Sat, Feb 27, 2010 - Page 8 News List

Taiwan’s status still undetermined

By Chen Yi-shen 陳儀深

In 1972, US president Richard Nixon and his special envoy Henry Kissinger held negotiations with Chinese premier Zhou Enlai (周恩來), and the two sides issued the Shanghai Communique. In 1979 the US broke off diplomatic relations with the ROC. Since 1979, the US’ relations with Taiwan have been regulated by the Taiwan Relations Act. The questions of the Soviet Union and Vietnam were among the main political factors behind these developments. The main concern of the US has been that China should agree not to use military force against Taiwan, but China refuses to make such a pledge.

Only on the question of arms sales to Taiwan has the US retained some degree of freedom to maneuver. As to the Beijing government’s one-sided insistence that there is only one China and Taiwan is a part of it, why has the US refrained from objecting? One of the reasons publicly given by the US is that Taiwan’s government holds to the same position as China.

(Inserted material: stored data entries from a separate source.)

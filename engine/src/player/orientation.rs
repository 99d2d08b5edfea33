//! Orientation Smoothing
//!
//! Turns the body to face its horizontal velocity, and tilts the cosmetic
//! pivot to follow the ground.

use glam::{Mat3, Quat, Vec3};

use crate::physics::types::DIRECTION_EPSILON_SQ;
use crate::physics::WORLD_UP;

use super::config::OrientationConfig;

/// Rotation whose local +Z points along `forward` and local +Y along `up`.
///
/// `forward` is projected onto the plane perpendicular to `up`. Returns
/// `None` when the projection vanishes.
pub fn look_rotation(forward: Vec3, up: Vec3) -> Option<Quat> {
    let up = up.normalize_or_zero();
    let forward = forward - up * forward.dot(up);
    if up == Vec3::ZERO || forward.length_squared() <= DIRECTION_EPSILON_SQ {
        return None;
    }

    let forward = forward.normalize();
    let right = up.cross(forward);
    Some(Quat::from_mat3(&Mat3::from_cols(right, up, forward)).normalize())
}

/// Interpolation factor for one tick: `smoothing * dt` capped at 1.
pub fn smoothing_factor(smoothing: f32, dt: f32) -> f32 {
    (smoothing * dt).clamp(0.0, 1.0)
}

/// Body rotation after one tick.
///
/// Faces the flattened velocity, upright along world up. Unchanged when the
/// runner has no horizontal velocity.
pub fn smooth_body_rotation(
    current: Quat,
    velocity: Vec3,
    config: &OrientationConfig,
    dt: f32,
) -> Quat {
    match look_rotation(velocity, WORLD_UP) {
        Some(target) => current
            .slerp(target, smoothing_factor(config.turn_smoothing, dt))
            .normalize(),
        None => current,
    }
}

/// Pivot rotation after one tick.
///
/// Faces the velocity projected onto the ground plane with up along the
/// ground normal (world up when airborne).
pub fn smooth_pivot_rotation(
    current: Quat,
    velocity: Vec3,
    ground_normal: Option<Vec3>,
    config: &OrientationConfig,
    dt: f32,
) -> Quat {
    let up = ground_normal.unwrap_or(WORLD_UP);
    match look_rotation(velocity, up) {
        Some(target) => current
            .slerp(target, smoothing_factor(config.pivot_smoothing, dt))
            .normalize(),
        None => current,
    }
}
//! Jump State Machine
//!
//! Handles the jump and its helpers:
//!
//! - **Cooldown**: after a jump, no other jump for `jump_cooldown` seconds.
//! - **Coyote time**: a jump pressed shortly after running off a ledge
//!   still fires, once per air-time.
//! - **Queued jump**: a press too late for coyote time is remembered for
//!   `coyote_time` seconds and fires on the landing tick.
//! - **Dive**: a downward burst, once per air-time.
//!
//! # State Machine
//!
//! ```text
//!            jump executes
//!   Ready  ----------------->  OnCooldown
//!     ^                            |
//!     +------ cooldown expires ----+
//! ```
//!
//! `queued` and `dive_ready` are orthogonal flags.

use glam::Vec3;

use super::config::JumpConfig;
use super::timer::Countdown;

/// Whether a new jump may execute.
#[derive(Debug, Clone, Copy, PartialEq, Eq, Default)]
pub enum JumpPhase {
    /// A jump may execute
    #[default]
    Ready,
    /// Waiting for the cooldown timer
    OnCooldown,
}

/// How a jump was triggered.
#[derive(Debug, Clone, Copy, PartialEq, Eq)]
pub enum JumpKind {
    /// Pressed while grounded
    Grounded,
    /// Pressed shortly after leaving the ground
    Coyote,
    /// Pressed in the air earlier, fired on landing
    Buffered,
}

/// Result of resolving one tick's jump input.
#[derive(Debug, Clone, Copy, PartialEq, Eq, Default)]
pub struct JumpOutcome {
    /// Jump executed this tick
    pub jump: Option<JumpKind>,
    /// Press was queued for landing
    pub queued: bool,
    /// Dive executed this tick
    pub dive: bool,
}

/// Grounding facts the jump logic needs for one tick.
#[derive(Debug, Clone, Copy, PartialEq)]
pub struct GroundingFacts {
    pub grounded: bool,
    /// Grounded this tick, airborne last tick
    pub landed: bool,
    /// Seconds since the last grounded tick (0 while grounded)
    pub time_since_grounded: f32,
}

/// Jump state owned by the locomotion controller.
#[derive(Debug, Clone, Copy, PartialEq, Default)]
pub struct JumpState {
    phase: JumpPhase,
    queued: bool,
    coyote_consumed: bool,
    dive_ready: bool,
    cooldown: Countdown,
    queue_expiry: Countdown,
}

impl JumpState {
    /// Spawn state: ready, nothing queued, dive armed.
    ///
    /// No coyote window is open until the runner first touches the ground.
    pub fn new() -> Self {
        Self {
            dive_ready: true,
            coyote_consumed: true,
            ..Self::default()
        }
    }

    pub fn phase(&self) -> JumpPhase {
        self.phase
    }

    /// Whether a jump may execute (not on cooldown).
    pub fn is_ready(&self) -> bool {
        self.phase == JumpPhase::Ready
    }

    /// Whether an airborne press is waiting for a landing.
    pub fn is_queued(&self) -> bool {
        self.queued
    }

    pub fn is_dive_ready(&self) -> bool {
        self.dive_ready
    }

    /// Advance the cooldown and queue-expiry timers.
    pub fn tick_timers(&mut self, dt: f32) {
        if self.cooldown.tick(dt) {
            self.phase = JumpPhase::Ready;
            log::debug!("jump cooldown finished");
        }
        if self.queue_expiry.tick(dt) && self.queued {
            self.queued = false;
            log::debug!("queued jump expired");
        }
    }

    /// Update grounding-dependent flags. Call after grounding, before [`Self::resolve`].
    pub fn observe_grounding(&mut self, facts: &GroundingFacts) {
        if facts.landed {
            self.dive_ready = true;
        }
        // A fresh coyote window opens once the runner stands on ground with
        // the cooldown over.
        if facts.grounded && self.is_ready() {
            self.coyote_consumed = false;
        }
    }

    /// Resolve this tick's jump and dive presses.
    ///
    /// Returns what executed; the caller applies the velocity changes with
    /// [`jump_velocity`] and [`dive_velocity_change`].
    pub fn resolve(
        &mut self,
        jump_pressed: bool,
        dive_pressed: bool,
        facts: &GroundingFacts,
        config: &JumpConfig,
    ) -> JumpOutcome {
        let mut outcome = JumpOutcome::default();

        if facts.landed && self.queued && self.is_ready() {
            self.queued = false;
            self.queue_expiry.cancel();
            self.execute(config);
            outcome.jump = Some(JumpKind::Buffered);
        } else if jump_pressed {
            let in_coyote =
                facts.time_since_grounded <= config.coyote_time && !self.coyote_consumed;

            if self.is_ready() && (facts.grounded || in_coyote) {
                self.execute(config);
                outcome.jump = Some(if facts.grounded {
                    JumpKind::Grounded
                } else {
                    JumpKind::Coyote
                });
            } else if !facts.grounded && facts.time_since_grounded > config.coyote_time {
                self.queued = true;
                self.queue_expiry.start(config.coyote_time);
                outcome.queued = true;
                log::debug!(
                    "jump queued ({:.2}s airborne)",
                    facts.time_since_grounded
                );
            }
        }

        if dive_pressed && !facts.grounded && self.dive_ready {
            self.dive_ready = false;
            outcome.dive = true;
            log::debug!("dive");
        }

        outcome
    }

    fn execute(&mut self, config: &JumpConfig) {
        self.phase = JumpPhase::OnCooldown;
        self.coyote_consumed = true;
        self.cooldown.start(config.jump_cooldown);
        log::debug!("jump (cooldown {:.2}s)", config.jump_cooldown);
    }
}

/// Velocity after a jump: the component along `up` becomes `jump_power`,
/// the rest is kept.
pub fn jump_velocity(velocity: Vec3, up: Vec3, jump_power: f32) -> Vec3 {
    velocity - up * velocity.dot(up) + up * jump_power
}

/// Velocity change applied by a dive.
pub fn dive_velocity_change(up: Vec3, dive_power: f32) -> Vec3 {
    -up * dive_power
}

These days Taiwanese people’s chances to express their point of view are not restricted, as they were in the days of martial law, to the occasional appearance at US congressional hearings, street protests and people held in the Taiyuan (泰源) and Green Island (綠島) prisons. The government of Taiwan must speak up for its people. We need a president who genuinely identifies with Taiwan, in command of armed forces that identify with Taiwan, to uphold Taiwan’s sovereignty and interests in the international arena. If we can’t be clear about this aim, then all kinds of political movements, from street protest to parliament, within or outside the system, will amount to nothing but word games.

Chen Yi-shen is chairman of the Taiwan Association of University Professors.